Posted in Class Struggle's blog on ,
Exclusions
Author

Martin Thomas

Black-Caribbean, and mixed-background Black-Caribbean-white, students suffer more fixed-term exclusions from schools in England than white students.

There has been outcry about this in the media, and a justified call to investigate possible bias and cultural insensitivities.

The overall statistics on school exclusions, however, suggest that there are bigger and wider factors here than those biases and insensitivities.

Overall, in state secondary schools, where most exclusions are done, ethnic-minority students are excluded at a lower rate than white British students (8% vs 12%: the rates are 17% for black-Caribbean, and 22% for mixed black-Caribbean-white).

The biggest disparity is between an exclusion rate of 29% for free-school-meals-eligible students vs 8% for those students whose families are well-off enough not to qualify for free school meals (FSM).

The 29% rate does not mean that 29 out of every 100 FSM-eligible students suffer an exclusion each year. It does mean that there are 29 exclusions for every 100 students.

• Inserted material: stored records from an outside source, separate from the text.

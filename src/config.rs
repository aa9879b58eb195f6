//! Job configuration loaded from YAML.
//!
//! Every field has a default, so an empty document (or no document at all)
//! describes the transaction/merchant enrichment job. Storage locations in
//! the defaults are placeholders and must be replaced, either in the file or
//! through CLI overrides, before the job will run.

use std::{collections::HashSet, fs::File, io::BufReader, path::Path};

use anyhow::{Context, Result, anyhow, ensure};
use serde::{Deserialize, Serialize};

use crate::{
    join::JoinKind,
    mapping::{DataType, Mapping},
    storage::Location,
};

pub const PLACEHOLDER_MARKER: &str = "REPLACE-WITH";

const DEFAULT_LEFT_PATH: &str = "s3://REPLACE-WITH-SOURCE-RAW-NAME";
const DEFAULT_RIGHT_PATH: &str = "s3://REPLACE-WITH-SOURCE-MERCHANT-BUCKET-NAME";
const DEFAULT_TARGET_PATH: &str = "s3://REPLACE-WITH-TARGET-BUCKET-NAME";

const DEFAULT_OUTPUT_COLUMNS: &[&str] = &[
    "TransactionId",
    "TransactionDate",
    "Amount",
    "MerchantId",
    "SKU",
    "MerchantIdentifier",
    "MerchantCity",
    "MerchantState",
    "Zip",
    "MerchantCategoryCode",
];

#[derive(Debug, Clone, Serialize, Deserialize, PartialEq, Eq)]
#[serde(default, deny_unknown_fields)]
pub struct CsvFormat {
    pub separator: char,
    pub quote_char: char,
    pub with_header: bool,
    pub encoding: String,
}

impl Default for CsvFormat {
    fn default() -> Self {
        Self {
            separator: ',',
            quote_char: '"',
            with_header: true,
            encoding: "utf-8".to_string(),
        }
    }
}

impl CsvFormat {
    pub fn separator_byte(&self) -> Result<u8> {
        ascii_byte(self.separator, "separator")
    }

    pub fn quote_byte(&self) -> Result<u8> {
        ascii_byte(self.quote_char, "quote_char")
    }

    fn validate(&self) -> Result<()> {
        let separator = self.separator_byte()?;
        let quote = self.quote_byte()?;
        ensure!(
            separator != quote,
            "separator and quote_char must differ (both '{}')",
            self.separator
        );
        crate::io_utils::resolve_encoding(Some(&self.encoding))?;
        Ok(())
    }
}

fn ascii_byte(value: char, field: &str) -> Result<u8> {
    if value.is_ascii() && value != '\n' && value != '\r' {
        Ok(value as u8)
    } else {
        Err(anyhow!("{field} must be a single ASCII character, got {value:?}"))
    }
}

#[derive(Debug, Clone, Serialize, Deserialize, PartialEq, Eq)]
#[serde(deny_unknown_fields)]
pub struct SourceConfig {
    pub name: String,
    pub path: String,
    #[serde(default = "default_true")]
    pub recurse: bool,
    #[serde(default)]
    pub format: CsvFormat,
    /// Malformed rows tolerated (and skipped) before ingestion fails.
    #[serde(default)]
    pub malformed_row_limit: usize,
}

impl SourceConfig {
    pub fn new(name: &str, path: &str) -> Self {
        Self {
            name: name.to_string(),
            path: path.to_string(),
            recurse: true,
            format: CsvFormat::default(),
            malformed_row_limit: 0,
        }
    }

    pub fn location(&self) -> Result<Location> {
        Location::parse(&self.path)
            .with_context(|| format!("Parsing location for source '{}'", self.name))
    }
}

fn default_true() -> bool {
    true
}

fn default_left_source() -> SourceConfig {
    SourceConfig::new("rawsource", DEFAULT_LEFT_PATH)
}

fn default_right_source() -> SourceConfig {
    SourceConfig::new("merchant", DEFAULT_RIGHT_PATH)
}

#[derive(Debug, Clone, Serialize, Deserialize, PartialEq, Eq)]
#[serde(deny_unknown_fields)]
pub struct Sources {
    #[serde(default = "default_left_source")]
    pub left: SourceConfig,
    #[serde(default = "default_right_source")]
    pub right: SourceConfig,
}

impl Default for Sources {
    fn default() -> Self {
        Self {
            left: default_left_source(),
            right: default_right_source(),
        }
    }
}

#[derive(Debug, Clone, Serialize, Deserialize, PartialEq, Eq)]
#[serde(default, deny_unknown_fields)]
pub struct JoinConfig {
    pub how: JoinKind,
    pub left_keys: Vec<String>,
    pub right_keys: Vec<String>,
}

impl Default for JoinConfig {
    fn default() -> Self {
        Self {
            how: JoinKind::Left,
            left_keys: vec!["MerchantId".to_string()],
            right_keys: vec!["MerchantIdentifier".to_string()],
        }
    }
}

#[derive(Debug, Clone, Serialize, Deserialize, PartialEq, Eq)]
#[serde(default, deny_unknown_fields)]
pub struct SinkConfig {
    pub path: String,
    pub format: CsvFormat,
    pub write_header: bool,
    /// Split output across part objects of at most this many rows (0 = one part).
    pub max_records_per_file: usize,
    pub partition_keys: Vec<String>,
}

impl Default for SinkConfig {
    fn default() -> Self {
        Self {
            path: DEFAULT_TARGET_PATH.to_string(),
            format: CsvFormat::default(),
            write_header: true,
            max_records_per_file: 0,
            partition_keys: Vec::new(),
        }
    }
}

impl SinkConfig {
    pub fn location(&self) -> Result<Location> {
        Location::parse(&self.path).context("Parsing sink location")
    }
}

#[derive(Debug, Clone, Serialize, Deserialize, PartialEq, Eq)]
#[serde(default, deny_unknown_fields)]
pub struct JobConfig {
    pub sources: Sources,
    pub join: JoinConfig,
    pub mappings: Vec<Mapping>,
    pub sink: SinkConfig,
}

impl Default for JobConfig {
    fn default() -> Self {
        Self {
            sources: Sources::default(),
            join: JoinConfig::default(),
            mappings: default_mappings(),
            sink: SinkConfig::default(),
        }
    }
}

pub fn default_mappings() -> Vec<Mapping> {
    DEFAULT_OUTPUT_COLUMNS
        .iter()
        .map(|name| Mapping::new(*name, DataType::String, *name, DataType::String))
        .collect()
}

impl JobConfig {
    pub fn load(path: &Path) -> Result<Self> {
        let file = File::open(path).with_context(|| format!("Opening job config {path:?}"))?;
        let reader = BufReader::new(file);
        let config: JobConfig =
            serde_yaml::from_reader(reader).context("Parsing job config YAML")?;
        Ok(config)
    }

    pub fn save(&self, path: &Path) -> Result<()> {
        let file = File::create(path).with_context(|| format!("Creating job config {path:?}"))?;
        serde_yaml::to_writer(file, self).context("Writing job config YAML")
    }

    /// Checks structural consistency. The sink is only checked when the job
    /// will actually write to it.
    pub fn validate(&self, require_sink: bool) -> Result<()> {
        for source in [&self.sources.left, &self.sources.right] {
            ensure!(!source.name.trim().is_empty(), "Source names cannot be empty");
            ensure_not_placeholder(&source.path, &source.name)?;
            source.location()?;
            source
                .format
                .validate()
                .with_context(|| format!("Validating format of source '{}'", source.name))?;
        }

        ensure!(
            !self.join.left_keys.is_empty() && !self.join.right_keys.is_empty(),
            "Join requires at least one left key and one right key"
        );
        ensure!(
            self.join.left_keys.len() == self.join.right_keys.len(),
            "Left and right join keys must contain the same number of columns ({} vs {})",
            self.join.left_keys.len(),
            self.join.right_keys.len()
        );

        ensure!(!self.mappings.is_empty(), "At least one mapping is required");
        let mut targets = HashSet::new();
        for mapping in &self.mappings {
            ensure!(
                targets.insert(mapping.target.as_str()),
                "Duplicate mapping target column '{}'",
                mapping.target
            );
        }

        if require_sink {
            ensure_not_placeholder(&self.sink.path, "sink")?;
            self.sink.location()?;
            self.sink
                .format
                .validate()
                .context("Validating sink format")?;
            ensure!(
                self.sink.partition_keys.is_empty(),
                "Partitioned output is not supported (partition_keys: {:?})",
                self.sink.partition_keys
            );
        }
        Ok(())
    }
}

fn ensure_not_placeholder(path: &str, owner: &str) -> Result<()> {
    ensure!(
        !path.contains(PLACEHOLDER_MARKER),
        "Location '{path}' for {owner} is still a placeholder; set a real path in the config or on the command line"
    );
    Ok(())
}

#[cfg(test)]
mod tests {
    use super::*;

    fn runnable() -> JobConfig {
        let mut config = JobConfig::default();
        config.sources.left.path = "s3://sales/raw".to_string();
        config.sources.right.path = "s3://sales/merchants".to_string();
        config.sink.path = "s3://sales/enriched".to_string();
        config
    }

    #[test]
    fn empty_document_yields_default_job() {
        let config: JobConfig = serde_yaml::from_str("{}").expect("parse");
        assert_eq!(config, JobConfig::default());
        assert_eq!(config.mappings.len(), 10);
        assert_eq!(config.mappings[0].source, "TransactionId");
        assert_eq!(config.mappings[9].target, "MerchantCategoryCode");
        assert_eq!(config.join.how, JoinKind::Left);
    }

    #[test]
    fn partial_document_keeps_other_defaults() {
        let yaml = r#"
sources:
  left:
    name: raw
    path: /data/raw
    format:
      separator: ";"
join:
  how: inner
mappings:
  - [Amount, string, amount, double]
"#;
        let config: JobConfig = serde_yaml::from_str(yaml).expect("parse");
        assert_eq!(config.sources.left.format.separator, ';');
        assert_eq!(config.sources.left.format.quote_char, '"');
        assert!(config.sources.left.recurse);
        assert_eq!(config.sources.right.name, "merchant");
        assert_eq!(config.join.how, JoinKind::Inner);
        assert_eq!(config.join.left_keys, vec!["MerchantId"]);
        assert_eq!(
            config.mappings,
            vec![Mapping::new("Amount", DataType::String, "amount", DataType::Double)]
        );
    }

    #[test]
    fn mapping_types_accept_aliases() {
        let dir = tempfile::tempdir().expect("temp dir");
        let path = dir.path().join("job.yml");
        std::fs::write(
            &path,
            "mappings:\n  - [Amount, string, amount, integer]\n  - [Seq, bigint, seq, long]\n  - [Flag, string, flag, bool]\n",
        )
        .expect("write config");

        let config = JobConfig::load(&path).expect("load");
        assert_eq!(
            config.mappings,
            vec![
                Mapping::new("Amount", DataType::String, "amount", DataType::Int),
                Mapping::new("Seq", DataType::Long, "seq", DataType::Long),
                Mapping::new("Flag", DataType::String, "flag", DataType::Boolean),
            ]
        );

        let saved = serde_yaml::to_string(&config).expect("serialize");
        assert!(saved.contains("int"));
        assert!(!saved.contains("integer"));
        assert!(!saved.contains("bigint"));
    }

    #[test]
    fn placeholders_are_rejected() {
        let err = JobConfig::default().validate(false).unwrap_err();
        assert!(err.to_string().contains("placeholder"));

        let mut config = runnable();
        config.sink.path = DEFAULT_TARGET_PATH.to_string();
        assert!(config.validate(false).is_ok());
        assert!(config.validate(true).is_err());
    }

    #[test]
    fn mismatched_join_keys_are_rejected() {
        let mut config = runnable();
        config.join.right_keys.push("Zip".to_string());
        let err = config.validate(true).unwrap_err();
        assert!(err.to_string().contains("same number of columns"));
    }

    #[test]
    fn duplicate_targets_and_partitions_are_rejected() {
        let mut config = runnable();
        config.mappings.push(Mapping::new(
            "SKU",
            DataType::String,
            "SKU",
            DataType::String,
        ));
        assert!(config.validate(true).is_err());

        let mut config = runnable();
        config.sink.partition_keys = vec!["MerchantState".to_string()];
        let err = config.validate(true).unwrap_err();
        assert!(err.to_string().contains("Partitioned output"));
    }

    #[test]
    fn non_ascii_separator_is_rejected() {
        let mut config = runnable();
        config.sources.right.format.separator = '§';
        assert!(config.validate(true).is_err());
    }
}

There are cultural reasons why students from immigrant families tend, on average, to be more studious and polite than those from long-settled families, and those may explain the lower exclusion rates for Asian-background students (4.5%) and Black-African-background (8%). Roma and Traveller students have very high exclusion rates.

Since many of the Asian and Black-African students will come from poorer households, any cultural effect here masks the class inequities in exclusion. It's a near-certainty that the high rate for all white British students reflects a very high rate for poor white British students and a relatively low rate for well-off ones.

The overall exclusion rate went down for many years, but is up since 2012-3, from 6.7% to 10.8%.

Anecdotally, the probability is that the rise reflects a rise in fussy, arbitrary, and oppressive discipline in schools (elaborate uniform codes, silence in corridors, lining up outside the building before each class, enormous numbers of detentions, and so on). Many of the exclusions will have come as culminations after many detentions, "internal" exclusions, and other alienating and unhelpful measures.

Let's investigate biases and insensitivities. But our overriding concern should be to reform unhelpful and oppressive school discipline, to bring down the overall exclusion rate, and to reduce its class bias.